*** Opening of TASK INPUTS ***

//! Request forwarding to RealtimeKit.
//!
//! Each caller invocation becomes a [`PendingRequest`] that lives exactly as
//! long as its downstream call. Completion consumes the request, so a caller
//! is answered once; a request dropped unanswered (its future cancelled when
//! the transport goes away) is counted as abandoned.

use std::sync::Arc;
use std::time::Instant;

use tracing::Instrument;

use crate::config::HighPriorityRouting;
use crate::error::{RealtimeError, Result};
use crate::metrics::{ForwarderMetrics, Outcome};
use crate::realtimekit::RealtimeKit;
use crate::translate::PidTranslator;
use crate::types::{AppInfo, Caller, Priority, RequestId};

/// What a pending request asks for.
#[derive(Debug, Clone, PartialEq, Eq)]
pub enum RequestKind {
    /// Scheduling change for a thread.
    Thread {
        /// Process id as the caller sees it.
        process: u64,
        /// Thread id.
        thread: u64,
        /// Requested priority.
        priority: Priority,
    },
    /// Property read.
    Property(String),
}

/// One in-flight caller invocation.
#[derive(Debug)]
pub struct PendingRequest {
    id: RequestId,
    sender: String,
    kind: RequestKind,
    host_process: Option<u64>,
    started: Instant,
    metrics: ForwarderMetrics,
    completed: bool,
}

impl PendingRequest {
    fn new(sender: &str, kind: RequestKind, metrics: ForwarderMetrics) -> Self {
        metrics.record_request();
        Self {
            id: RequestId::new(),
            sender: sender.to_owned(),
            kind,
            host_process: None,
            started: Instant::now(),
            metrics,
            completed: false,
        }
    }

    /// Returns the request ID.
    #[must_use]
    pub const fn id(&self) -> RequestId {
        self.id
    }

    /// Answers the caller with `result`.
    pub fn complete<T>(mut self, result: Result<T>) -> Result<T> {
        let outcome = match &result {
            Ok(_) => Outcome::Success,
            Err(RealtimeError::PidMapping(_)) => Outcome::MappingFailed,
            Err(RealtimeError::InvalidResponse { .. }) => Outcome::InvalidResponse,
            Err(_) => Outcome::DownstreamFailed,
        };
        let elapsed = self.started.elapsed();
        self.metrics.record_outcome(outcome, elapsed);
        self.completed = true;

        match &result {
            Ok(_) => tracing::debug!(
                id = %self.id,
                sender = %self.sender,
                kind = ?self.kind,
                host_process = ?self.host_process,
                ?elapsed,
                "request completed"
            ),
            Err(e) => tracing::debug!(
                id = %self.id,
                sender = %self.sender,
                kind = ?self.kind,
                host_process = ?self.host_process,
                ?elapsed,
                error = %e,
                "request failed"
            ),
        }
        result
    }
}

impl Drop for PendingRequest {
    fn drop(&mut self) {
        if !self.completed {
            self.metrics
                .record_outcome(Outcome::Abandoned, self.started.elapsed());
            tracing::debug!(
                id = %self.id,
                sender = %self.sender,
                kind = ?self.kind,
                "request abandoned"
            );
        }
    }
}

/// Translates and forwards realtime requests.
///
/// Owned by the composition root and shared by `Arc`; holds the single
/// RealtimeKit handle for the process lifetime.
pub struct RealtimeForwarder {
    rtkit: Arc<dyn RealtimeKit>,
    translator: PidTranslator,
    routing: HighPriorityRouting,
    metrics: ForwarderMetrics,
}

impl RealtimeForwarder {
    /// Creates a forwarder.
    #[must_use]
    pub fn new(
        rtkit: Arc<dyn RealtimeKit>,
        translator: PidTranslator,
        routing: HighPriorityRouting,
    ) -> Self {
        if routing == HighPriorityRouting::Legacy {
            tracing::warn!(
                "high-priority requests will be sent as MakeThreadRealtimeWithPID \
                 with the nice level reinterpreted as unsigned"
            );
        }
        Self {
            rtkit,
            translator,
            routing,
            metrics: ForwarderMetrics::new(),
        }
    }

    /// Returns the high-priority routing in effect.
    #[must_use]
    pub const fn routing(&self) -> HighPriorityRouting {
        self.routing
    }

    /// Returns the request metrics.
    #[must_use]
    pub const fn metrics(&self) -> &ForwarderMetrics {
        &self.metrics
    }

    /// `MakeThreadRealtimeWithPID`: grant real-time scheduling to a thread.
    ///
    /// # Errors
    /// Returns a mapping error without contacting RealtimeKit if the pid
    /// cannot be translated, otherwise RealtimeKit's own error.
    pub async fn make_thread_realtime(
        &self,
        caller: &Caller,
        process: u64,
        thread: u64,
        priority: u32,
    ) -> Result<()> {
        self.thread_request(caller, process, thread, Priority::Realtime(priority))
            .await
    }

    /// `MakeThreadHighPriorityWithPID`: move a thread to a high-priority nice level.
    ///
    /// # Errors
    /// Same as [`Self::make_thread_realtime`].
    pub async fn make_thread_high_priority(
        &self,
        caller: &Caller,
        process: u64,
        thread: u64,
        priority: i32,
    ) -> Result<()> {
        self.thread_request(caller, process, thread, Priority::HighPriority(priority))
            .await
    }

    /// `GetProperty`: read an integer property of RealtimeKit.
    ///
    /// Needs no pid translation, so only the sender is recorded.
    ///
    /// # Errors
    /// Returns RealtimeKit's error verbatim, or
    /// [`RealtimeError::InvalidResponse`] if the value is neither `x` nor `i`.
    pub async fn get_property(&self, sender: &str, name: &str) -> Result<i64> {
        let request = PendingRequest::new(
            sender,
            RequestKind::Property(name.to_owned()),
            self.metrics.clone(),
        );
        let span = tracing::debug_span!(
            "get_property",
            id = %request.id(),
            sender,
            property = name,
        );

        let result = async {
            let value = self.rtkit.get_property(name).await?;
            value.as_i64().ok_or_else(|| {
                tracing::warn!(
                    property = name,
                    signature = value.signature(),
                    "Realtime error getting property: invalid response type"
                );
                RealtimeError::invalid_response(value.signature())
            })
        }
        .instrument(span)
        .await;

        request.complete(result)
    }

    async fn thread_request(
        &self,
        caller: &Caller,
        process: u64,
        thread: u64,
        priority: Priority,
    ) -> Result<()> {
        let mut request = PendingRequest::new(
            &caller.sender,
            RequestKind::Thread {
                process,
                thread,
                priority,
            },
            self.metrics.clone(),
        );
        let span = tracing::debug_span!(
            "thread_request",
            id = %request.id(),
            sender = %caller.sender,
            app = %caller.app,
            process,
            thread,
            %priority,
        );

        let result = self
            .forward_thread(&mut request, &caller.app, process, thread, priority)
            .instrument(span)
            .await;

        request.complete(result)
    }

    async fn forward_thread(
        &self,
        request: &mut PendingRequest,
        app: &AppInfo,
        process: u64,
        thread: u64,
        priority: Priority,
    ) -> Result<()> {
        // Never forward an untranslated sandbox pid
        let host_pid = self.translator.translate(app, process).await?;
        request.host_process = Some(host_pid);

        match (priority, self.routing) {
            (Priority::Realtime(p), _) => {
                self.rtkit
                    .make_thread_realtime_with_pid(host_pid, thread, p)
                    .await?;
            }
            (Priority::HighPriority(n), HighPriorityRouting::Native) => {
                self.rtkit
                    .make_thread_high_priority_with_pid(host_pid, thread, n)
                    .await?;
            }
            (Priority::HighPriority(n), HighPriorityRouting::Legacy) => {
                self.rtkit
                    .make_thread_realtime_with_pid(host_pid, thread, n as u32)
                    .await?;
            }
        }
        Ok(())
    }
}

impl std::fmt::Debug for RealtimeForwarder {
    fn fmt(&self, f: &mut std::fmt::Formatter<'_>) -> std::fmt::Result {
        f.debug_struct("RealtimeForwarder")
            .field("routing", &self.routing)
            .field("metrics", &self.metrics)
            .finish_non_exhaustive()
    }
}
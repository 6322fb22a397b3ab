//! Mock implementations for testing.
//!
//! Provides a scriptable RealtimeKit and pid mapper that record every call.

use std::collections::HashMap;
use std::sync::atomic::{AtomicU32, Ordering};

use async_trait::async_trait;

use crate::error::{DownstreamError, MappingError};
use crate::realtimekit::{DownstreamResult, RealtimeKit};
use crate::translate::PidMapper;
use crate::types::{AppInfo, PropertyValue};

/// A call RealtimeKit received.
#[derive(Debug, Clone, PartialEq, Eq)]
pub enum RtkitCall {
    /// `MakeThreadRealtimeWithPID`
    Realtime {
        /// Host pid.
        process: u64,
        /// Thread id.
        thread: u64,
        /// Priority.
        priority: u32,
    },
    /// `MakeThreadHighPriorityWithPID`
    HighPriority {
        /// Host pid.
        process: u64,
        /// Thread id.
        thread: u64,
        /// Nice level.
        priority: i32,
    },
    /// `Properties.Get`
    GetProperty(String),
}

/// Mock RealtimeKit for testing.
///
/// Succeeds by default; configurable to fail calls or return arbitrary
/// property encodings.
pub struct MockRealtimeKit {
    calls: parking_lot::Mutex<Vec<RtkitCall>>,
    error: parking_lot::RwLock<Option<DownstreamError>>,
    properties: parking_lot::RwLock<HashMap<String, PropertyValue>>,
}

impl MockRealtimeKit {
    /// Creates a mock that accepts every call.
    #[must_use]
    pub fn new() -> Self {
        Self {
            calls: parking_lot::Mutex::new(Vec::new()),
            error: parking_lot::RwLock::new(None),
            properties: parking_lot::RwLock::new(HashMap::new()),
        }
    }

    /// Configures every call to fail with the given D-Bus error.
    #[must_use]
    pub fn fail_with(self, name: &str, message: &str) -> Self {
        *self.error.write() = Some(DownstreamError::new(name, Some(message.to_string())));
        self
    }

    /// Configures a property value.
    #[must_use]
    pub fn property(self, name: &str, value: PropertyValue) -> Self {
        self.properties.write().insert(name.to_string(), value);
        self
    }

    /// Returns all calls received so far.
    pub fn calls(&self) -> Vec<RtkitCall> {
        self.calls.lock().clone()
    }

    fn record(&self, call: RtkitCall) -> DownstreamResult<()> {
        self.calls.lock().push(call);
        match self.error.read().clone() {
            Some(err) => Err(err),
            None => Ok(()),
        }
    }
}

#[async_trait]
impl RealtimeKit for MockRealtimeKit {
    async fn make_thread_realtime_with_pid(
        &self,
        process: u64,
        thread: u64,
        priority: u32,
    ) -> DownstreamResult<()> {
        self.record(RtkitCall::Realtime {
            process,
            thread,
            priority,
        })
    }

    async fn make_thread_high_priority_with_pid(
        &self,
        process: u64,
        thread: u64,
        priority: i32,
    ) -> DownstreamResult<()> {
        self.record(RtkitCall::HighPriority {
            process,
            thread,
            priority,
        })
    }

    async fn get_property(&self, name: &str) -> DownstreamResult<PropertyValue> {
        self.record(RtkitCall::GetProperty(name.to_string()))?;
        self.properties.read().get(name).cloned().ok_or_else(|| {
            DownstreamError::new(
                "org.freedesktop.DBus.Error.InvalidArgs",
                Some(format!("No such property '{name}'")),
            )
        })
    }
}

/// Mock pid mapper with a fixed sandbox-to-host table.
pub struct MockPidMapper {
    table: HashMap<u64, u64>,
    calls: AtomicU32,
}

impl MockPidMapper {
    /// Creates a mapper that knows no pids.
    #[must_use]
    pub fn new() -> Self {
        Self {
            table: HashMap::new(),
            calls: AtomicU32::new(0),
        }
    }

    /// Adds a sandbox pid to host pid mapping.
    #[must_use]
    pub fn map(mut self, sandbox_pid: u64, host_pid: u64) -> Self {
        self.table.insert(sandbox_pid, host_pid);
        self
    }

    /// Returns how often the mapper was consulted.
    pub fn calls(&self) -> u32 {
        self.calls.load(Ordering::SeqCst)
    }
}

#[async_trait]
impl PidMapper for MockPidMapper {
    async fn map_pid(&self, _app: &AppInfo, pid: u64) -> Result<u64, MappingError> {
        self.calls.fetch_add(1, Ordering::SeqCst);
        self.table
            .get(&pid)
            .copied()
            .ok_or(MappingError::NotFound(pid))
    }
}
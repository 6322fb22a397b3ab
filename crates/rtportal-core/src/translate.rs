//! Sandbox-to-host pid translation.
//!
//! A sandboxed caller names its threads by pids from its own pid namespace.
//! Those must be mapped to host pids before RealtimeKit sees them.

use std::sync::Arc;

use async_trait::async_trait;

use crate::error::{MappingError, RealtimeError, Result};
use crate::types::AppInfo;

/// Maps a pid from a sandbox's namespace to the host namespace.
#[async_trait]
pub trait PidMapper: Send + Sync {
    /// Maps one sandbox-local pid for the given (sandboxed) app.
    ///
    /// # Errors
    /// Returns an error if no host pid corresponds to `pid`.
    async fn map_pid(&self, app: &AppInfo, pid: u64) -> std::result::Result<u64, MappingError>;
}

/// Resolves host pids for incoming requests.
#[derive(Clone)]
pub struct PidTranslator {
    mapper: Arc<dyn PidMapper>,
}

impl PidTranslator {
    /// Creates a translator backed by the given mapper.
    #[must_use]
    pub fn new(mapper: Arc<dyn PidMapper>) -> Self {
        Self { mapper }
    }

    /// Translates `pid` as seen by `app` into a host pid.
    ///
    /// Host callers get `pid` back unchanged; the mapper is not consulted.
    ///
    /// # Errors
    /// Returns [`RealtimeError::PidMapping`] if the mapper fails.
    pub async fn translate(&self, app: &AppInfo, pid: u64) -> Result<u64> {
        if app.is_host() {
            return Ok(pid);
        }

        match self.mapper.map_pid(app, pid).await {
            Ok(host_pid) => {
                tracing::debug!(app = %app, pid, host_pid, "mapped sandbox pid");
                Ok(host_pid)
            }
            Err(e) => {
                let err = RealtimeError::PidMapping(e);
                tracing::warn!(app = %app, pid, "Realtime error: {}", err);
                Err(err)
            }
        }
    }
}

impl std::fmt::Debug for PidTranslator {
    fn fmt(&self, f: &mut std::fmt::Formatter<'_>) -> std::fmt::Result {
        f.debug_struct("PidTranslator").finish_non_exhaustive()
    }
}

#[cfg(test)]
mod tests {
    use super::*;
    use crate::tests::mocks::MockPidMapper;
    use proptest::prelude::*;

    fn sandboxed() -> AppInfo {
        AppInfo::Flatpak {
            app_id: "org.example.Player".into(),
            instance_pid: 5000,
        }
    }

    #[tokio::test]
    async fn test_host_is_identity() {
        let mapper = Arc::new(MockPidMapper::new().map(42, 9001));
        let translator = PidTranslator::new(mapper.clone());

        assert_eq!(translator.translate(&AppInfo::Host, 42).await.unwrap(), 42);
        assert_eq!(mapper.calls(), 0);
    }

    #[tokio::test]
    async fn test_sandboxed_uses_mapper() {
        let mapper = Arc::new(MockPidMapper::new().map(42, 9001));
        let translator = PidTranslator::new(mapper.clone());

        assert_eq!(translator.translate(&sandboxed(), 42).await.unwrap(), 9001);
        assert_eq!(mapper.calls(), 1);
    }

    #[tokio::test]
    async fn test_mapping_failure_is_prefixed() {
        let translator = PidTranslator::new(Arc::new(MockPidMapper::new()));

        let err = translator.translate(&sandboxed(), 42).await.unwrap_err();
        assert!(err.is_mapping_failure());
        assert!(err.to_string().starts_with("Could not map pid: "));
    }

    proptest! {
        /// Host callers always get their own pid back.
        #[test]
        fn host_translation_is_identity(pid in any::<u64>()) {
            let rt = tokio::runtime::Builder::new_current_thread().build().unwrap();
            let translator = PidTranslator::new(Arc::new(MockPidMapper::new()));
            let mapped = rt.block_on(translator.translate(&AppInfo::Host, pid)).unwrap();
            prop_assert_eq!(mapped, pid);
        }
    }
}
//! rtportal: realtime scheduling portal for sandboxed applications.
//!
//! Sandboxed applications cannot reach RealtimeKit on the system bus. The
//! portal accepts their requests on the session bus, translates the pids they
//! name into host pids, and forwards the requests.
//!
//! # Quick Start
//!
//! ```rust,no_run
//! use rtportal::prelude::*;
//!
//! let config = PortalConfig::default();
//! assert_eq!(config.portal.object_path, "/org/freedesktop/portal/desktop");
//! ```

pub use rtportal_core as core;
pub use rtportal_dbus as dbus;

/// Prelude module for common imports.
pub mod prelude {
    pub use rtportal_core::{
        AppInfo, Caller, ConnectorState, HighPriorityRouting, LoggingConfig, MetricsSnapshot,
        PortalConfig, RealtimeError, RealtimeForwarder, RealtimeKit, ServiceConnector,
    };
    pub use rtportal_dbus::{
        PortalError, RealtimePortal, RtkitClient, connect_portal_bus, connect_realtimekit,
        export_if_ready,
    };
}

*** Close of TASK INPUTS ***

◆ EXERCISE AIM
Where a line above contains the word "level", show that line.

◆ YOUR SOLUTION
                 with the nice level reinterpreted as unsigned"
    /// `MakeThreadHighPriorityWithPID`: move a thread to a high-priority nice level.
        /// Nice level.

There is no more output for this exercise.